Use scripts/pypdf_cli.py for deterministic PDF operations instead of ad-hoc pypdf snippets.

Confirm the PDF file path is accessible locally.
Run the desired command (inspect, extract-text, extract-pages, merge, split, rotate).
Inspect text output or the resulting PDF file.
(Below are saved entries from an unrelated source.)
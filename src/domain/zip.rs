use std::{fmt, str::FromStr, sync::LazyLock};

use regex::Regex;
use serde::{Deserialize, Serialize};

static ZIP_PATTERN: LazyLock<Regex> =
    LazyLock::new(|| Regex::new(r"^[0-9]{5}(-[0-9]{4})?$").expect("zip pattern compiles"));

#[derive(Debug, Clone, PartialEq, Eq, thiserror::Error)]
#[error("invalid US zip code {0:?}: expected 5 digits or ZIP+4, e.g. 10001 or 10001-1234")]
pub struct InvalidZipCode(String);

/// A US zip code in `12345` or `12345-6789` form.
#[derive(Debug, Clone, PartialEq, Eq, Hash, Serialize, Deserialize)]
#[serde(try_from = "String", into = "String")]
pub struct ZipCode(String);

impl ZipCode {
    pub fn parse(value: &str) -> Result<Self, InvalidZipCode> {
        let trimmed = value.trim();
        if ZIP_PATTERN.is_match(trimmed) {
            Ok(Self(trimmed.to_string()))
        } else {
            Err(InvalidZipCode(value.to_string()))
        }
    }

    #[must_use]
    pub fn as_str(&self) -> &str {
        &self.0
    }
}

impl FromStr for ZipCode {
    type Err = InvalidZipCode;

    fn from_str(s: &str) -> Result<Self, Self::Err> {
        Self::parse(s)
    }
}

impl TryFrom<String> for ZipCode {
    type Error = InvalidZipCode;

    fn try_from(value: String) -> Result<Self, Self::Error> {
        Self::parse(&value)
    }
}

impl From<ZipCode> for String {
    fn from(zip: ZipCode) -> Self {
        zip.0
    }
}

impl fmt::Display for ZipCode {
    fn fmt(&self, f: &mut fmt::Formatter<'_>) -> fmt::Result {
        f.write_str(&self.0)
    }
}
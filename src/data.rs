pub mod weatherapi;
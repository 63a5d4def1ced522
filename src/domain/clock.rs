use chrono::{NaiveTime, Timelike};
use serde::{Deserialize, Serialize};

use crate::error::SkyError;

pub const MINUTES_PER_DAY: u16 = 24 * 60;

/// Wall-clock hour and minute, the only part of a timestamp the classifiers read.
#[derive(Debug, Clone, Copy, PartialEq, Eq, PartialOrd, Ord, Hash)]
pub struct ClockTime {
    hour: u8,
    minute: u8,
}

impl ClockTime {
    #[must_use]
    pub fn new(hour: u8, minute: u8) -> Option<Self> {
        (hour < 24 && minute < 60).then_some(Self { hour, minute })
    }

    #[must_use]
    pub fn from_minute_of_day(minutes: u16) -> Option<Self> {
        if minutes >= MINUTES_PER_DAY {
            return None;
        }
        Self::new((minutes / 60) as u8, (minutes % 60) as u8)
    }

    #[must_use]
    pub fn of<T: Timelike>(time: &T) -> Self {
        Self {
            hour: time.hour() as u8,
            minute: time.minute() as u8,
        }
    }

    #[must_use]
    pub const fn hour(self) -> u8 {
        self.hour
    }

    #[must_use]
    pub const fn minute(self) -> u8 {
        self.minute
    }

    #[must_use]
    pub const fn minutes_since_midnight(self) -> u16 {
        self.hour as u16 * 60 + self.minute as u16
    }
}

/// Sunrise and sunset for the requested day, as minutes since local midnight.
#[derive(Debug, Clone, Copy, PartialEq, Eq, Serialize, Deserialize)]
#[serde(rename_all = "camelCase")]
pub struct AstronomyInfo {
    pub sunrise_minutes: u16,
    pub sunset_minutes: u16,
}

impl AstronomyInfo {
    /// Builds from provider strings such as `"06:30 AM"` / `"07:45 PM"`.
    pub fn from_clock_strings(sunrise: &str, sunset: &str) -> Result<Self, SkyError> {
        Ok(Self {
            sunrise_minutes: parse_time_to_minutes(sunrise)?,
            sunset_minutes: parse_time_to_minutes(sunset)?,
        })
    }
}

/// Converts a 12-hour `hh:mm AM|PM` string into minutes since midnight.
pub fn parse_time_to_minutes(value: &str) -> Result<u16, SkyError> {
    let time = NaiveTime::parse_from_str(value.trim(), "%I:%M %p")
        .map_err(|_| SkyError::time_of_day(value))?;
    Ok(ClockTime::of(&time).minutes_since_midnight())
}
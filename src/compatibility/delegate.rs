use crate::{ChangeConfig, ChangeId};
use std::sync::Arc;

/// Answers compatibility change queries and receives change reports for a process.
///
/// Both methods have default implementations that log a warning, and the query
/// reports every change as enabled. A real delegate is expected to override both.
///
/// Implementations must be infallible in production use. A panic raised by a delegate
/// reaches the caller of [`Compatibility`](super::Compatibility) unchanged.
pub trait BehaviorChangeDelegate: Send + Sync {
    /// Called when `change_id` is affecting the current execution.
    fn on_change_reported(&self, change_id: ChangeId) {
        log::warn!(
            "No BehaviorChangeDelegate set! Reporting change {}",
            change_id
        );
    }

    /// Returns whether `change_id` is enabled.
    fn is_change_enabled(&self, change_id: ChangeId) -> bool {
        log::warn!("No BehaviorChangeDelegate set! Querying change {}", change_id);
        true
    }
}

/// The delegate installed when nothing else has been.
///
/// Logs a warning for every call and treats every change as enabled.
#[derive(Debug, Default, Clone, Copy)]
pub struct DefaultDelegate;

impl BehaviorChangeDelegate for DefaultDelegate {}

/// Wraps another delegate, forcing the answers listed in a [`ChangeConfig`].
pub(crate) struct OverrideDelegate {
    config: ChangeConfig,
    inner: Arc<dyn BehaviorChangeDelegate>,
    // `None` defers unlisted changes to `inner`.
    unlisted: Option<bool>,
}

impl OverrideDelegate {
    pub(crate) fn new(
        config: ChangeConfig,
        inner: Arc<dyn BehaviorChangeDelegate>,
        unlisted: Option<bool>,
    ) -> Self {
        Self {
            config,
            inner,
            unlisted,
        }
    }
}

impl BehaviorChangeDelegate for OverrideDelegate {
    fn on_change_reported(&self, change_id: ChangeId) {
        self.inner.on_change_reported(change_id)
    }

    fn is_change_enabled(&self, change_id: ChangeId) -> bool {
        if self.config.is_force_enabled(change_id) {
            return true;
        }
        if self.config.is_force_disabled(change_id) {
            return false;
        }

        match self.unlisted {
            Some(enabled) => enabled,
            None => self.inner.is_change_enabled(change_id),
        }
    }
}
Inspect metadata and page count:
- python scripts/pypdf_cli.py info --input <file.pdf>
Extract all text:
- python scripts/pypdf_cli.py extract-text --input <file.pdf>
Extract text from specific pages (0-indexed):
- python scripts/pypdf_cli.py extract-text --input <file.pdf> --pages 0 1 2
Split PDF into individual pages:
- python scripts/pypdf_cli.py split --input <file.pdf> --output-dir <dir/>
Extract a page range into a new PDF:
- python scripts/pypdf_cli.py extract-pages --input <file.pdf> --pages 0 1 2 --output <out.pdf>
Merge multiple PDFs:
- python scripts/pypdf_cli.py merge --inputs <a.pdf> <b.pdf> <c.pdf> --output <merged.pdf>
Rotate pages:
- python scripts/pypdf_cli.py rotate --input <file.pdf> --angle 90 --output <rotated.pdf>
- --angle must be 90, 180, or 270.
- Optionally restrict to specific pages with --pages 0 2.